*Task item*: From the entries below, retype only the lines from the one with "c.consecutive_failures = 0;" through the one with "pub fn snapshot(&self, provider: &str)", exactly as written.

[Stored items]
--- START ---
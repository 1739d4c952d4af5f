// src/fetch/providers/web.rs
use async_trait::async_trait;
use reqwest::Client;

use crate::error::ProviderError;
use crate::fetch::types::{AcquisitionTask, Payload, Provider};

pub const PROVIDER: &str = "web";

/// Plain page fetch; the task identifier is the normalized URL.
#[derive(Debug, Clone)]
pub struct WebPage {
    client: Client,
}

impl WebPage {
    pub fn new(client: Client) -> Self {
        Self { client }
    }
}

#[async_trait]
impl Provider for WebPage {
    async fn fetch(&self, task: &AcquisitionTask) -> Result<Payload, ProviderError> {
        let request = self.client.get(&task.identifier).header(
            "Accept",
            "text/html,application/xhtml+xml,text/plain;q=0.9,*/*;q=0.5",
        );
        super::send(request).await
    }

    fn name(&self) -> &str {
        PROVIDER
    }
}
--- END ---
--- START ---
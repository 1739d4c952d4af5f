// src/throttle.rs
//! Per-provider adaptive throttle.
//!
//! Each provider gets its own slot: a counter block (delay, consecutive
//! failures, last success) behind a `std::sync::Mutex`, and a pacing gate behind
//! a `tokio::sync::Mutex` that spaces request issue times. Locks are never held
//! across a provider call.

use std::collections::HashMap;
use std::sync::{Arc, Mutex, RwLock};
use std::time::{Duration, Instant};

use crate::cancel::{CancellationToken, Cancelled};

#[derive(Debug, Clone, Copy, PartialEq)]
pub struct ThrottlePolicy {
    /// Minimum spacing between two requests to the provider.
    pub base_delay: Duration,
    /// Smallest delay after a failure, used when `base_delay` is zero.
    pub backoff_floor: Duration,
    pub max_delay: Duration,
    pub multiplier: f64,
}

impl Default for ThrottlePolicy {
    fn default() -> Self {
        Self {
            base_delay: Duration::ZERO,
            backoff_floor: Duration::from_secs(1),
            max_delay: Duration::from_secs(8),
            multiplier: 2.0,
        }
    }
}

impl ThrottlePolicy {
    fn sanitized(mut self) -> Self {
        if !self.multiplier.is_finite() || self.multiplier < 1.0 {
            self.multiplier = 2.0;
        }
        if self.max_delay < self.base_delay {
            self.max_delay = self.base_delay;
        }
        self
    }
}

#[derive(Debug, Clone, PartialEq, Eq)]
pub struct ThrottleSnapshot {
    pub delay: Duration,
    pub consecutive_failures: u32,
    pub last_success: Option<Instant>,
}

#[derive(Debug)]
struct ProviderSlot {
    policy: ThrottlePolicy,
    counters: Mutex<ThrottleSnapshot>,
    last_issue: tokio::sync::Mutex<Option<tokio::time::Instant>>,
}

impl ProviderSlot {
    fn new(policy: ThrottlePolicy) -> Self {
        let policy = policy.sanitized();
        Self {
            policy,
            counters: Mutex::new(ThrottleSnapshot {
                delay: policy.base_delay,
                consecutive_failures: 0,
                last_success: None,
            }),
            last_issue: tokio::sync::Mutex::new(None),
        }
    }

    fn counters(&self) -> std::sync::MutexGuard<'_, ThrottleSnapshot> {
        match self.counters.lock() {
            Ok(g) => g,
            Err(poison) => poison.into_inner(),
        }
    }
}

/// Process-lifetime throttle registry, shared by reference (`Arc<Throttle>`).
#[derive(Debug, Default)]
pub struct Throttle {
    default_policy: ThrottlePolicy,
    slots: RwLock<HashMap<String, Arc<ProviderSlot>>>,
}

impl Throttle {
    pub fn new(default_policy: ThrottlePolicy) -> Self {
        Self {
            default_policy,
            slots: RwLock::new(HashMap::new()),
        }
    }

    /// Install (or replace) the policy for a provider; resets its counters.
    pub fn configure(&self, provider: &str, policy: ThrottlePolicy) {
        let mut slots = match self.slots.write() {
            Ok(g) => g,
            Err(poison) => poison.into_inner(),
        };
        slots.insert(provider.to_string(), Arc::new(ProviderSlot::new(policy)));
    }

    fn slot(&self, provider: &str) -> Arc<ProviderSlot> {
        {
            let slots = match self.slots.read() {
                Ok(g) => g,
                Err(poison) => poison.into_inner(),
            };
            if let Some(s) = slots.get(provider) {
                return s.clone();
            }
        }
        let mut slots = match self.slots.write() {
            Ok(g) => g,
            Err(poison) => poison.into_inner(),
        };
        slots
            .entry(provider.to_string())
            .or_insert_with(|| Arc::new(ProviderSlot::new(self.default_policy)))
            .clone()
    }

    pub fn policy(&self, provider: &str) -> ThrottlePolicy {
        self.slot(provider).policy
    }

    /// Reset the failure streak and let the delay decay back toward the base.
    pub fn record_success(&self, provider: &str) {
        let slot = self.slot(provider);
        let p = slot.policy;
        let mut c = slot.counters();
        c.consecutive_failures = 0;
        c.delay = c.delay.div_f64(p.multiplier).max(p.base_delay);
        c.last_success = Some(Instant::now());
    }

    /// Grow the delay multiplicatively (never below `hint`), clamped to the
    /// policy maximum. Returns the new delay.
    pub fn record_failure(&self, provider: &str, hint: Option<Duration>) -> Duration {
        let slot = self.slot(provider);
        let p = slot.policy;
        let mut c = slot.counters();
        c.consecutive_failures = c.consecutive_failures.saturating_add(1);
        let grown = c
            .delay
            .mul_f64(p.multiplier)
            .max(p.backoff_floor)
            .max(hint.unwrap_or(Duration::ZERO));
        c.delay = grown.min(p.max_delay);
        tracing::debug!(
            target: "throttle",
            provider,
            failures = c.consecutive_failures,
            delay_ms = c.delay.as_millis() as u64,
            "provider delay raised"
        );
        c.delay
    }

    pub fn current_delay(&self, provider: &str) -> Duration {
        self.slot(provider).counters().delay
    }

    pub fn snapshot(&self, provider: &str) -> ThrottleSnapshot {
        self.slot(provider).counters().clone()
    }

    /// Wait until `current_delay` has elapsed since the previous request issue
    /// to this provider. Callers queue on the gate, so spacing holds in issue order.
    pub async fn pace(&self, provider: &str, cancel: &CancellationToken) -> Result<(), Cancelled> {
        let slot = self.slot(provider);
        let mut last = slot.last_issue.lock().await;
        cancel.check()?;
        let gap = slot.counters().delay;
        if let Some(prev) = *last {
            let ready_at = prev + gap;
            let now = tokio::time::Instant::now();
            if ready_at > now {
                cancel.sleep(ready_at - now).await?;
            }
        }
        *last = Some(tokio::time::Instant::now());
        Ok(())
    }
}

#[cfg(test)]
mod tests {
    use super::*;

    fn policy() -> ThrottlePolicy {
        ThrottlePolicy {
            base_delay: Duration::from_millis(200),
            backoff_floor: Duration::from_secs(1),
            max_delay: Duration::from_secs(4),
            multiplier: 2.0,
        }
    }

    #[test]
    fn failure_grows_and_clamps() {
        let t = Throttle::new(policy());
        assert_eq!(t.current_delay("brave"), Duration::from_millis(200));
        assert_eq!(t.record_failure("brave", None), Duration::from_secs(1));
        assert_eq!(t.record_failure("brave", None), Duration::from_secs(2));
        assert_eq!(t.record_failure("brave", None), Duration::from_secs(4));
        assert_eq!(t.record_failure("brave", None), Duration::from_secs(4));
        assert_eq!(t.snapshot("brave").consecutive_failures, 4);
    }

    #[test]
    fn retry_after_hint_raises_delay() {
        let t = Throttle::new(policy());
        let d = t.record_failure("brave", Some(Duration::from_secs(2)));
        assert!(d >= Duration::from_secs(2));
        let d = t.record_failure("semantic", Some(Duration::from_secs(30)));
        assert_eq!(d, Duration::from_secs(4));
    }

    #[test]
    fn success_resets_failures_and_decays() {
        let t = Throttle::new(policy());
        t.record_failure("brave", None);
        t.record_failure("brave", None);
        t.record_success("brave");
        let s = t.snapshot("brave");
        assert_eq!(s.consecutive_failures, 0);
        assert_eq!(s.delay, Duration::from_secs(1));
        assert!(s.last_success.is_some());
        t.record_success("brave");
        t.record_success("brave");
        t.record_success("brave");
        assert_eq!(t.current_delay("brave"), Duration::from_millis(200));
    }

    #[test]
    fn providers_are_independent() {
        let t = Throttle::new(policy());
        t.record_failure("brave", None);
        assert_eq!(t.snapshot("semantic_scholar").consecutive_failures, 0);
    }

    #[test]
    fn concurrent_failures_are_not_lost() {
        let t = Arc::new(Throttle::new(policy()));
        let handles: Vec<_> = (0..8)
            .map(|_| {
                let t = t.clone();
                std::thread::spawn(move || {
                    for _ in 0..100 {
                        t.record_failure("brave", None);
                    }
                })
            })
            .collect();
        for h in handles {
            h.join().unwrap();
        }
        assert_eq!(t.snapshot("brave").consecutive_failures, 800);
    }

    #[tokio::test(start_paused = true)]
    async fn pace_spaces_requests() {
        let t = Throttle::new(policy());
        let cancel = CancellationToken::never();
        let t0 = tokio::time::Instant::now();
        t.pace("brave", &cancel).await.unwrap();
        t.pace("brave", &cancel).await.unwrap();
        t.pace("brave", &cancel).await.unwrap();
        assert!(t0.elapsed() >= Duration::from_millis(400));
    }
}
--- END ---
*Exercise output*:
        c.consecutive_failures = 0;
        c.delay = c.delay.div_f64(p.multiplier).max(p.base_delay);
        c.last_success = Some(Instant::now());
    }

    /// Grow the delay multiplicatively (never below `hint`), clamped to the
    /// policy maximum. Returns the new delay.
    pub fn record_failure(&self, provider: &str, hint: Option<Duration>) -> Duration {
        let slot = self.slot(provider);
        let p = slot.policy;
        let mut c = slot.counters();
        c.consecutive_failures = c.consecutive_failures.saturating_add(1);
        let grown = c
            .delay
            .mul_f64(p.multiplier)
            .max(p.backoff_floor)
            .max(hint.unwrap_or(Duration::ZERO));
        c.delay = grown.min(p.max_delay);
        tracing::debug!(
            target: "throttle",
            provider,
            failures = c.consecutive_failures,
            delay_ms = c.delay.as_millis() as u64,
            "provider delay raised"
        );
        c.delay
    }

    pub fn current_delay(&self, provider: &str) -> Duration {
        self.slot(provider).counters().delay
    }

    pub fn snapshot(&self, provider: &str) -> ThrottleSnapshot {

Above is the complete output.